On October 27, 1997, the Fifth Circuit ruled that the Texas district court had misinterpreted the FAA, and that the court in the district in which an arbitration award was handed down was not the only federal district court that could confirm or vacate that award. Sutter Corp. v. P & P Indus., Inc., 125 F.3d 914, 919 (5th Cir. 1997). Applying the "first to file rule," it remanded the case back to the Texas district court with instructions to transfer the case to the Oklahoma district court for a decision as to whether the Texas proceedings should be consolidated with the Oklahoma proceedings. Id. at 920.

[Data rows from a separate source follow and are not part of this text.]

//! Ecco - 语音个人助理的智能体编排核心
//!
//! 模块划分：
//! - **config**: 应用配置加载（TOML + 环境变量）
//! - **core**: 错误与恢复、Planner、编排循环、会话构建
//! - **llm**: LLM 客户端抽象与实现（OpenAI 兼容 / Mock）
//! - **memory**: 会话内对话历史（只追加）
//! - **speech**: 语音适配（音频字节 <-> 文本）
//! - **tools**: 工具箱（日历 / 邮件 / 任务 / 时间 / 位置 / 天气 / 交通 / 闹钟）与执行器

pub mod config;
pub mod core;
pub mod llm;
pub mod memory;
pub mod observability;
pub mod speech;
pub mod tools;
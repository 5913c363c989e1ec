//! Agent 错误类型与恢复动作
//!
//! 工具侧错误（UnknownTool / InvalidArguments / 执行失败 / 超时）在编排循环内就地恢复：
//! 字符串化后作为观察结果回给模型；Protocol 属调用方契约错误，直接上抛。

use thiserror::Error;

/// 编排过程中可能出现的错误
#[derive(Error, Debug)]
pub enum AgentError {
    /// 注册表中已存在同名工具
    #[error("Duplicate tool: {0}")]
    DuplicateTool(String),

    /// 模型点名了注册表中不存在的工具
    #[error("Unknown tool: {0}")]
    UnknownTool(String),

    /// 调用参数未通过该工具的输入 schema 校验（handler 不会被执行）
    #[error("Invalid arguments for {tool}: {reason}")]
    InvalidArguments { tool: String, reason: String },

    #[error("Tool execution failed: {0}")]
    ToolExecutionFailed(String),

    #[error("Tool timeout: {0}")]
    ToolTimeout(String),

    /// 模型输出的 JSON 无法解析为合法 tool call
    #[error("JSON parse error: {0}")]
    JsonParseError(String),

    #[error("LLM error: {0}")]
    LlmError(String),

    /// 对话状态不满足编排器前置条件（如缺少待回答的 user 消息）
    #[error("Protocol error: {0}")]
    Protocol(String),

    #[error("Config error: {0}")]
    ConfigError(String),
}

/// 恢复引擎根据错误类型给出的建议动作
#[derive(Debug, Clone)]
pub enum RecoveryAction {
    /// 将纠正提示注入下一轮，让模型重试（如 JSON 格式错误）
    RetryWithPrompt(String),
    /// 终止当前轮次，错误上抛
    Abort,
}
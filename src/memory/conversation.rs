//! 对话状态：按时间序追加的消息历史
//!
//! 会话内只追加、不修改、不删除；最旧在前。编排器把最后一条 user 消息视为本轮输入，
//! 其余作为固定上下文；最终回复由调用方（而非编排器）追加回历史。

use serde::{Deserialize, Serialize};

use crate::core::AgentError;

/// 消息角色（与 LLM API 一致；对话历史中只会出现 User/Assistant，System 仅用于请求拼装）
#[derive(Clone, Debug, PartialEq, Eq, Serialize, Deserialize)]
pub enum Role {
    User,
    Assistant,
    System,
}

/// 单条消息
#[derive(Clone, Debug, Serialize, Deserialize)]
pub struct Message {
    pub role: Role,
    pub content: String,
}

impl Message {
    pub fn user(content: impl Into<String>) -> Self {
        Self {
            role: Role::User,
            content: content.into(),
        }
    }

    pub fn assistant(content: impl Into<String>) -> Self {
        Self {
            role: Role::Assistant,
            content: content.into(),
        }
    }

    pub fn system(content: impl Into<String>) -> Self {
        Self {
            role: Role::System,
            content: content.into(),
        }
    }
}

/// 会话级对话历史：只追加，随会话销毁，无持久化
#[derive(Clone, Debug, Default)]
pub struct ConversationMemory {
    messages: Vec<Message>,
}

impl ConversationMemory {
    pub fn new() -> Self {
        Self::default()
    }

    pub fn push(&mut self, msg: Message) {
        self.messages.push(msg);
    }

    pub fn messages(&self) -> &[Message] {
        &self.messages
    }

    /// 本轮待回答的用户输入：最后一条消息且 role 必须为 User，否则属于调用方契约错误
    pub fn latest_user_input(&self) -> Result<&str, AgentError> {
        match self.messages.last() {
            Some(m) if m.role == Role::User => Ok(&m.content),
            _ => Err(AgentError::Protocol("no pending user turn".to_string())),
        }
    }

    /// 新会话重置（会话内历史不做剪枝，完整保留）
    pub fn clear(&mut self) {
        self.messages.clear();
    }

    pub fn len(&self) -> usize {
        self.messages.len()
    }

    pub fn is_empty(&self) -> bool {
        self.messages.is_empty()
    }
}
//! LLM 客户端抽象
//!
//! 所有后端（OpenAI 兼容 / Mock / 测试脚本）实现 LlmClient::complete：消息序列进、回复文本出。

use async_trait::async_trait;

use crate::memory::Message;

/// LLM 客户端 trait：非流式完成
#[async_trait]
pub trait LlmClient: Send + Sync {
    async fn complete(&self, messages: &[Message]) -> Result<String, String>;

    /// 获取累计 token 使用统计：(prompt_tokens, completion_tokens, total_tokens)
    /// 默认返回 (0, 0, 0)，具体实现可覆盖
    fn token_usage(&self) -> (u64, u64, u64) {
        (0, 0, 0)
    }
}
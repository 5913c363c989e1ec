//! 记忆层：会话内对话历史（只追加，随会话销毁）

pub mod conversation;

pub use conversation::{ConversationMemory, Message, Role};
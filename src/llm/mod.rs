//! LLM 层：客户端抽象与实现（OpenAI 兼容 / Mock / 脚本化）

pub mod mock;
pub mod openai;
pub mod traits;

pub use mock::{MockLlmClient, ScriptedLlmClient};
pub use openai::{OpenAiClient, TokenUsage};
pub use traits::LlmClient;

The very next day, P & P filed a motion in the Oklahoma district court, requesting that it act on the motions it had stayed pending the Fifth Circuit appeal. A few months later, on August 6, 1998, the Oklahoma district court issued an order granting Sutter's motion to confirm the award. The district court also denied P & P's motion to vacate the award, reaffirming its earlier decision that all of P & P's claims, not just the breach of contract claims, were arbitrable, and ruling that the arbitrator had therefore not exceeded his authority by ruling on the tort-based claims. The district court held that it had jurisdiction to confirm the award, because the parties' arbitration clause contemplated judicial confirmation of awards, and because the FAA allowed any federal district court, not just the one in the district where the award was rendered, to confirm an arbitration award. On September 2, 1998, the district court entered judgment in favor of Sutter.

P & P now appeals from this order and judgment of the district court.

DISCUSSION

At the outset, we note the "liberal federal policy favoring arbitration." Moses H. Cone Mem'l Hosp. v. Mercury Constr....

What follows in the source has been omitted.